* Work order
Here are the records. Write out exactly the lines between the one holding "Self::new(name, ColumnData::Bool(values))" and the one holding "pub fn into_data(self)", inclusive.

[Saved entries]
▼
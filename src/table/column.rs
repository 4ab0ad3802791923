//! Typed columns and kind inference.

use serde::{Deserialize, Serialize};
use std::fmt;

use super::value::Value;

/// Semantic kind of a column's values.
#[derive(Clone, Copy, Debug, PartialEq, Eq, Hash, Serialize, Deserialize)]
#[serde(rename_all = "lowercase")]
pub enum ColumnKind {
    /// 64-bit signed integers.
    Int,
    /// 64-bit floating point.
    Float,
    Bool,
    Text,
    /// Mixed or untyped values (including all-missing columns).
    Object,
}

impl ColumnKind {
    /// True for `Int` and `Float`, the only kinds preprocessing operates on.
    pub fn is_numeric(self) -> bool {
        matches!(self, ColumnKind::Int | ColumnKind::Float)
    }
}

impl fmt::Display for ColumnKind {
    fn fmt(&self, f: &mut fmt::Formatter<'_>) -> fmt::Result {
        let name = match self {
            ColumnKind::Int => "int",
            ColumnKind::Float => "float",
            ColumnKind::Bool => "bool",
            ColumnKind::Text => "text",
            ColumnKind::Object => "object",
        };
        f.write_str(name)
    }
}

/// Cell storage for one column. `None` (or `Value::Null`) marks a missing cell.
#[derive(Clone, Debug, PartialEq, Serialize, Deserialize)]
#[serde(tag = "kind", content = "values", rename_all = "lowercase")]
pub enum ColumnData {
    Int(Vec<Option<i64>>),
    Float(Vec<Option<f64>>),
    Bool(Vec<Option<bool>>),
    Text(Vec<Option<String>>),
    Object(Vec<Value>),
}

impl ColumnData {
    /// Infer the narrowest kind that holds every present value.
    ///
    /// Integers alone give `Int`, integers mixed with floats give `Float`,
    /// booleans alone give `Bool`, strings alone give `Text`. Anything else,
    /// including a column with no present values, is kept as `Object`.
    pub fn from_values(values: Vec<Value>) -> Self {
        let (mut ints, mut floats, mut bools, mut texts, mut present) = (0, 0, 0, 0, 0);
        for v in values.iter().filter(|v| !v.is_missing()) {
            present += 1;
            match v {
                Value::Int(_) => ints += 1,
                Value::Float(_) => floats += 1,
                Value::Bool(_) => bools += 1,
                Value::Text(_) => texts += 1,
                Value::Null => {}
            }
        }

        if present == 0 {
            return ColumnData::Object(values.into_iter().map(normalize_missing).collect());
        }
        if ints == present {
            return ColumnData::Int(
                values
                    .into_iter()
                    .map(|v| match v {
                        Value::Int(i) => Some(i),
                        _ => None,
                    })
                    .collect(),
            );
        }
        if ints + floats == present {
            return ColumnData::Float(values.iter().map(Value::as_f64).collect());
        }
        if bools == present {
            return ColumnData::Bool(
                values
                    .into_iter()
                    .map(|v| match v {
                        Value::Bool(b) => Some(b),
                        _ => None,
                    })
                    .collect(),
            );
        }
        if texts == present {
            return ColumnData::Text(
                values
                    .into_iter()
                    .map(|v| match v {
                        Value::Text(s) => Some(s),
                        _ => None,
                    })
                    .collect(),
            );
        }
        ColumnData::Object(values.into_iter().map(normalize_missing).collect())
    }

    pub fn kind(&self) -> ColumnKind {
        match self {
            ColumnData::Int(_) => ColumnKind::Int,
            ColumnData::Float(_) => ColumnKind::Float,
            ColumnData::Bool(_) => ColumnKind::Bool,
            ColumnData::Text(_) => ColumnKind::Text,
            ColumnData::Object(_) => ColumnKind::Object,
        }
    }

    pub fn len(&self) -> usize {
        match self {
            ColumnData::Int(v) => v.len(),
            ColumnData::Float(v) => v.len(),
            ColumnData::Bool(v) => v.len(),
            ColumnData::Text(v) => v.len(),
            ColumnData::Object(v) => v.len(),
        }
    }

    pub fn is_empty(&self) -> bool {
        self.len() == 0
    }

    /// Number of missing cells.
    pub fn missing_count(&self) -> usize {
        match self {
            ColumnData::Int(v) => v.iter().filter(|c| c.is_none()).count(),
            ColumnData::Float(v) => v.iter().filter(|c| c.is_none()).count(),
            ColumnData::Bool(v) => v.iter().filter(|c| c.is_none()).count(),
            ColumnData::Text(v) => v.iter().filter(|c| c.is_none()).count(),
            ColumnData::Object(v) => v.iter().filter(|c| c.is_missing()).count(),
        }
    }

    /// Cell at `row` as a [`Value`], or `None` past the end.
    pub fn value(&self, row: usize) -> Option<Value> {
        match self {
            ColumnData::Int(v) => v.get(row).map(|c| Value::from(*c)),
            ColumnData::Float(v) => v.get(row).map(|c| Value::from(*c)),
            ColumnData::Bool(v) => v.get(row).map(|c| Value::from(*c)),
            ColumnData::Text(v) => v.get(row).map(|c| Value::from(c.clone())),
            ColumnData::Object(v) => v.get(row).cloned(),
        }
    }

    /// Numeric cells widened to `f64`; `None` if the column is not numeric.
    pub fn as_f64s(&self) -> Option<Vec<Option<f64>>> {
        match self {
            ColumnData::Int(v) => Some(v.iter().map(|c| c.map(|i| i as f64)).collect()),
            ColumnData::Float(v) => Some(v.clone()),
            _ => None,
        }
    }

    /// Present numeric cells widened to `f64`, in row order.
    pub(crate) fn present_f64s(&self) -> Vec<f64> {
        match self {
            ColumnData::Int(v) => v.iter().flatten().map(|&i| i as f64).collect(),
            ColumnData::Float(v) => v.iter().flatten().copied().collect(),
            _ => Vec::new(),
        }
    }
}

fn normalize_missing(v: Value) -> Value {
    if v.is_missing() {
        Value::Null
    } else {
        v
    }
}

/// A named column.
#[derive(Clone, Debug, PartialEq, Serialize, Deserialize)]
pub struct Column {
    name: String,
    data: ColumnData,
}

impl Column {
    /// Create a column from already-typed storage.
    ///
    /// NaN cells of a `Float` column are normalized to missing.
    pub fn new(name: impl Into<String>, data: ColumnData) -> Self {
        let data = match data {
            ColumnData::Float(v) => {
                ColumnData::Float(v.into_iter().map(|c| c.filter(|x| !x.is_nan())).collect())
            }
            ColumnData::Object(v) => ColumnData::Object(v.into_iter().map(normalize_missing).collect()),
            other => other,
        };
        Self {
            name: name.into(),
            data,
        }
    }

    pub fn int(name: impl Into<String>, values: Vec<Option<i64>>) -> Self {
        Self::new(name, ColumnData::Int(values))
    }

    pub fn float(name: impl Into<String>, values: Vec<Option<f64>>) -> Self {
        Self::new(name, ColumnData::Float(values))
    }

    pub fn boolean(name: impl Into<String>, values: Vec<Option<bool>>) -> Self {
        Self::new(name, ColumnData::Bool(values))
    }

    pub fn text<S: Into<String>>(name: impl Into<String>, values: Vec<Option<S>>) -> Self {
        Self::new(
            name,
            ColumnData::Text(values.into_iter().map(|c| c.map(Into::into)).collect()),
        )
    }

    /// Create a column from untyped values, inferring its kind.
    pub fn from_values(name: impl Into<String>, values: Vec<Value>) -> Self {
        Self::new(name, ColumnData::from_values(values))
    }

    pub fn name(&self) -> &str {
        &self.name
    }

    pub fn data(&self) -> &ColumnData {
        &self.data
    }

    pub fn into_data(self) -> ColumnData {
        self.data
    }

    pub fn kind(&self) -> ColumnKind {
        self.data.kind()
    }

    pub fn is_numeric(&self) -> bool {
        self.kind().is_numeric()
    }

    pub fn len(&self) -> usize {
        self.data.len()
    }

    pub fn is_empty(&self) -> bool {
        self.data.is_empty()
    }

    pub fn missing_count(&self) -> usize {
        self.data.missing_count()
    }

    pub fn value(&self, row: usize) -> Option<Value> {
        self.data.value(row)
    }

    pub fn as_f64s(&self) -> Option<Vec<Option<f64>>> {
        self.data.as_f64s()
    }

    /// Integer cells; `None` unless the column kind is `Int`.
    pub fn as_i64s(&self) -> Option<&[Option<i64>]> {
        match &self.data {
            ColumnData::Int(v) => Some(v),
            _ => None,
        }
    }
}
▲
* Response box
        Self::new(name, ColumnData::Bool(values))
    }

    pub fn text<S: Into<String>>(name: impl Into<String>, values: Vec<Option<S>>) -> Self {
        Self::new(
            name,
            ColumnData::Text(values.into_iter().map(|c| c.map(Into::into)).collect()),
        )
    }

    /// Create a column from untyped values, inferring its kind.
    pub fn from_values(name: impl Into<String>, values: Vec<Value>) -> Self {
        Self::new(name, ColumnData::from_values(values))
    }

    pub fn name(&self) -> &str {
        &self.name
    }

    pub fn data(&self) -> &ColumnData {
        &self.data
    }

    pub fn into_data(self) -> ColumnData {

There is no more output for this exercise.